Radioembolization (Yttrium-90) is very similar to chemoembolization but with the use of radioactive microspheres. This is a newer and innovative technique combines embolization with radiation therapy. This is done by injecting small radioactive glass-beads (called microspheres) into the hepatic artery. This therapy is used to treat unresectable (inoperable) liver cancer, and cancers that metastasize to the liver from other parts of the body, such as the colon, lungs, breast or pancreas. This treatment is frequently used in patients with multiple liver tumors. Radioembolization is a palliative, not a curative, treatment-but patients benefit by extending their lives and improving their quality of life. Microspheres radiation therapy is delivered to a tumor through a catheter that the physician guides into the hepatic artery, the liver’s main blood vessel.
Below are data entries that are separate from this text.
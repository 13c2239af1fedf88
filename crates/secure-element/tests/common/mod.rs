//! Simulated secure element for integration tests
#![allow(dead_code)]

use std::time::Duration;

use bytes::Bytes;
use nexum_se::constants::{SE_APPLET_AID, attributes, objects};
use nexum_se::{CardTransport, SessionConfig, Technology, TechnologyOptions};
use nexum_se_apdu::{TransportError, utils::encode_tlv_length};
use p256::ecdsa::{Signature, SigningKey, signature::Signer};

const OID_ECDSA_WITH_SHA256: &[u8] = &[0x06, 0x08, 0x2A, 0x86, 0x48, 0xCE, 0x3D, 0x04, 0x03, 0x02];
const OID_EC_PUBLIC_KEY: &[u8] = &[0x06, 0x07, 0x2A, 0x86, 0x48, 0xCE, 0x3D, 0x02, 0x01];
const OID_PRIME256V1: &[u8] = &[0x06, 0x08, 0x2A, 0x86, 0x48, 0xCE, 0x3D, 0x03, 0x01, 0x07];
const OID_COMMON_NAME: &[u8] = &[0x06, 0x03, 0x55, 0x04, 0x03];

pub fn root_key() -> SigningKey {
    SigningKey::from_slice(&[0x07; 32]).unwrap()
}

pub fn attestation_key() -> SigningKey {
    SigningKey::from_slice(&[0x21; 32]).unwrap()
}

pub fn uncompressed(key: &SigningKey) -> Vec<u8> {
    key.verifying_key()
        .to_encoded_point(false)
        .as_bytes()
        .to_vec()
}

/// Session configuration trusting [`root_key`]
pub fn test_config() -> SessionConfig {
    SessionConfig::default().with_root_public_key(uncompressed(&root_key()))
}

fn der(tag: u8, content: &[u8]) -> Vec<u8> {
    let mut out = vec![tag];
    out.extend_from_slice(&encode_tlv_length(content.len()).unwrap());
    out.extend_from_slice(content);
    out
}

fn name(common_name: &str) -> Vec<u8> {
    let mut attribute = OID_COMMON_NAME.to_vec();
    attribute.extend_from_slice(&der(0x0C, common_name.as_bytes()));
    der(0x30, &der(0x31, &der(0x30, &attribute)))
}

/// Minimal X.509 v3 certificate for `subject`, signed by `issuer`
pub fn certificate(subject: &SigningKey, issuer: &SigningKey) -> Vec<u8> {
    let algorithm = der(0x30, OID_ECDSA_WITH_SHA256);

    let mut key_algorithm = OID_EC_PUBLIC_KEY.to_vec();
    key_algorithm.extend_from_slice(OID_PRIME256V1);
    let mut key_bits = vec![0x00];
    key_bits.extend_from_slice(&uncompressed(subject));
    let mut spki = der(0x30, &key_algorithm);
    spki.extend_from_slice(&der(0x03, &key_bits));

    let mut validity = der(0x17, b"250101000000Z");
    validity.extend_from_slice(&der(0x17, b"350101000000Z"));

    let mut tbs = der(0xA0, &der(0x02, &[0x02]));
    tbs.extend_from_slice(&der(0x02, &[0x01]));
    tbs.extend_from_slice(&algorithm);
    tbs.extend_from_slice(&name("Test Manufacturer Root"));
    tbs.extend_from_slice(&der(0x30, &validity));
    tbs.extend_from_slice(&name("Test Attestation Key"));
    tbs.extend_from_slice(&der(0x30, &spki));
    let tbs = der(0x30, &tbs);

    let signature: Signature = issuer.sign(&tbs);
    let mut signature_bits = vec![0x00];
    signature_bits.extend_from_slice(signature.to_der().as_bytes());

    let mut certificate = tbs;
    certificate.extend_from_slice(&algorithm);
    certificate.extend_from_slice(&der(0x03, &signature_bits));
    der(0x30, &certificate)
}

/// Attribute blob in the element's fixed layout
pub fn attribute_blob(object_id: u32, class: u8, auth_indicator: u8, policy: &[u8], origin: u8) -> Vec<u8> {
    let mut blob = object_id.to_be_bytes().to_vec();
    blob.push(class);
    blob.push(auth_indicator);
    blob.extend_from_slice(&[0x00, 0x00]);
    blob.extend_from_slice(&[0x00; 4]);
    blob.push(0x00);
    blob.extend_from_slice(policy);
    blob.push(origin);
    blob
}

/// Object stored in the simulated element
#[derive(Debug, Clone)]
pub struct SimObject {
    pub data: Vec<u8>,
    pub attributes: Vec<u8>,
}

impl SimObject {
    /// Hardware-generated chain key with the canonical key policy
    pub fn key(data: Vec<u8>) -> Self {
        Self {
            attributes: attribute_blob(
                objects::PUBLIC_KEY,
                attributes::CLASS_KEY,
                0x00,
                &attributes::KEY_POLICY,
                attributes::ORIGIN_INTERNAL,
            ),
            data,
        }
    }

    /// Asset with the canonical data policy
    pub fn asset(chain_id: u8, asset: &[u8]) -> Self {
        let mut data = vec![chain_id];
        data.extend_from_slice(asset);
        Self {
            attributes: attribute_blob(objects::ASSET, 0x00, 0x00, &attributes::DATA_POLICY, 0x01),
            data,
        }
    }
}

/// Public key the simulated element generates on create-address
pub fn generated_key() -> Vec<u8> {
    uncompressed(&SigningKey::from_slice(&[0x55; 32]).unwrap())
}

/// In-memory secure element answering the applet's APDUs
#[derive(Debug)]
pub struct SimulatedElement {
    pub supported: bool,
    pub start_fails: bool,
    pub requires_timeout: bool,
    pub cancel_fails: bool,
    pub transmission_fails: bool,
    /// Create-address answers 90 00 without storing a key
    pub create_is_noop: bool,
    /// Create-address answers with this status instead of generating a key
    pub create_status: Option<[u8; 2]>,
    /// Flip a signed byte after signing attested reads
    pub tamper_attestation: bool,
    /// Sign attested reads with raw r||s instead of DER
    pub raw_signatures: bool,
    pub certificate: Vec<u8>,
    pub attestation_key: SigningKey,
    pub public_key: Option<SimObject>,
    pub asset: Option<SimObject>,
    pub sign_response: Vec<u8>,

    pub technology_requests: usize,
    pub cancellations: usize,
    pub exchanges: usize,
    pub timeouts: Vec<Duration>,
    pub commands: Vec<Vec<u8>>,
    pub alert_messages: Vec<Option<String>>,
    /// Set between a technology request and its cancellation
    pub technology_active: bool,
}

impl Default for SimulatedElement {
    fn default() -> Self {
        let attestation_key = attestation_key();
        Self {
            supported: true,
            start_fails: false,
            requires_timeout: false,
            cancel_fails: false,
            transmission_fails: false,
            create_is_noop: false,
            create_status: None,
            tamper_attestation: false,
            raw_signatures: false,
            certificate: certificate(&attestation_key, &root_key()),
            attestation_key,
            public_key: None,
            asset: None,
            sign_response: (0..64).collect(),
            technology_requests: 0,
            cancellations: 0,
            exchanges: 0,
            timeouts: Vec::new(),
            commands: Vec::new(),
            alert_messages: Vec::new(),
            technology_active: false,
        }
    }
}

impl SimulatedElement {
    /// Element with a provisioned chain key and no asset
    pub fn provisioned() -> Self {
        Self {
            public_key: Some(SimObject::key(generated_key())),
            ..Self::default()
        }
    }

    /// Commands received with the given instruction byte
    pub fn commands_with_ins(&self, ins: u8) -> usize {
        self.commands.iter().filter(|c| c[1] == ins).count()
    }

    fn attested(&self, object: &SimObject) -> Vec<u8> {
        let values: [(u8, &[u8]); 5] = [
            (0x41, &object.data),
            (0x42, &object.attributes),
            (0x43, &[0x00, 0x00, 0x01, 0x2C]),
            (0x44, &[0x5A; 16]),
            (0x45, &[0x04, 0x05, 0x00, 0x00, 0x00, 0x00, 0x01, 0x23, 0x45, 0x67]),
        ];

        let mut signed = Vec::new();
        let mut body = Vec::new();
        for (tag, value) in values {
            signed.extend_from_slice(value);
            body.extend_from_slice(&der(tag, value));
        }

        let signature: Signature = self.attestation_key.sign(&signed);
        let signature = if self.raw_signatures {
            signature.to_bytes().to_vec()
        } else {
            signature.to_der().as_bytes().to_vec()
        };
        body.extend_from_slice(&der(0x46, &signature));

        if self.tamper_attestation {
            // Last byte of the chip id value
            let index = body.len() - signature.len() - 3;
            body[index] ^= 0xFF;
        }
        body
    }

    fn respond(&mut self, command: &[u8]) -> Vec<u8> {
        const OK: [u8; 2] = [0x90, 0x00];
        const NOT_FOUND: [u8; 2] = [0x6A, 0x82];

        let with_status = |mut payload: Vec<u8>, status: [u8; 2]| {
            payload.extend_from_slice(&status);
            payload
        };

        match (command[0], command[1]) {
            (0x00, 0xA4) => {
                let len = command[4] as usize;
                if command[5..5 + len] == SE_APPLET_AID {
                    OK.to_vec()
                } else {
                    NOT_FOUND.to_vec()
                }
            }
            (0x80, 0x02) => {
                let len = u16::from_be_bytes([command[5], command[6]]) as usize;
                let data = &command[7..7 + len];
                let object_id = u32::from_be_bytes([data[2], data[3], data[4], data[5]]);
                let object = match object_id {
                    objects::ATTESTATION_CERTIFICATE => {
                        return with_status(self.certificate.clone(), OK);
                    }
                    objects::PUBLIC_KEY => self.public_key.clone(),
                    objects::ASSET => self.asset.clone(),
                    _ => None,
                };
                match object {
                    Some(object) => with_status(self.attested(&object), OK),
                    None => NOT_FOUND.to_vec(),
                }
            }
            (0x80, 0x01) => {
                let len = command[4] as usize;
                let data = &command[5..5 + len];
                match data[6] {
                    0x42 => {
                        if let Some(status) = self.create_status {
                            return status.to_vec();
                        }
                        if !self.create_is_noop {
                            self.public_key = Some(SimObject::key(generated_key()));
                        }
                        OK.to_vec()
                    }
                    0x44 => {
                        let value = &data[8..];
                        self.asset = Some(SimObject::asset(value[0], &value[1..]));
                        OK.to_vec()
                    }
                    _ => vec![0x6A, 0x80],
                }
            }
            (0x80, 0x03) => with_status(self.sign_response.clone(), OK),
            _ => vec![0x6D, 0x00],
        }
    }
}

impl CardTransport for SimulatedElement {
    fn is_supported(&self) -> bool {
        self.supported
    }

    fn start(&mut self) -> Result<(), TransportError> {
        if self.start_fails {
            return Err(TransportError::NotStarted);
        }
        Ok(())
    }

    fn request_technology(
        &mut self,
        technology: Technology,
        options: &TechnologyOptions,
    ) -> Result<(), TransportError> {
        assert_eq!(technology, Technology::IsoDep);
        self.technology_requests += 1;
        self.alert_messages.push(options.alert_message.clone());
        self.technology_active = true;
        Ok(())
    }

    fn cancel_technology_request(&mut self) -> Result<(), TransportError> {
        self.cancellations += 1;
        self.technology_active = false;
        if self.cancel_fails {
            return Err(TransportError::other("reader gone"));
        }
        Ok(())
    }

    fn set_timeout(&mut self, timeout: Duration) -> Result<(), TransportError> {
        self.timeouts.push(timeout);
        Ok(())
    }

    fn requires_timeout(&self) -> bool {
        self.requires_timeout
    }

    fn do_transceive(&mut self, command: &[u8]) -> Result<Bytes, TransportError> {
        if !self.technology_active {
            return Err(TransportError::NoSession);
        }
        self.exchanges += 1;
        self.commands.push(command.to_vec());
        if self.transmission_fails {
            return Err(TransportError::Transmission);
        }
        Ok(Bytes::from(self.respond(command)))
    }
}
The physician then inserts the microspheres directly through the catheter into the tumor’s blood supply. Once infused, the beads lodge in the blood vessels near the tumor, where they give off small amounts of radiation to the tumor site for several days. This radiation travels a very short distance, so its effects are limited mainly to the tumor.

Radioembolization requires two short visits to the hospital. The first procedure is 2-3 hours and is aimed at decreasing complications. This procedure entails “mapping” out the anatomy of the arteries to the liver by injecting contrast in the liver arteries through a catheter from the groin. Any arteries that are not feeding directly to the liver are blocked with tiny coils to prevent the radioactive beads from floating to areas outside the liver. During the first procedure a “test dose” of radiation is directly infused into the liver artery that does not injure the tumor or the liver, but it assures the radiation does flow into the tumor and remains there. If the “test dose” of radioactive beads flow through the tumor and into the body, this test will demonstrate it. Approximately one week after the first “mapping” procedure and test radiation dose, the treatment dose of radiation is given. Neither requires a long recovery or bed rest, at home or in the hospital. There are fewer side effects from this treatment compared to standard cancer treatments, with the main one being fatigue for seven to 10 days. Radioembolization is not right for every patient. For example, patients with poor liver function or cancer outside of the liver might not be candidates for this procedure.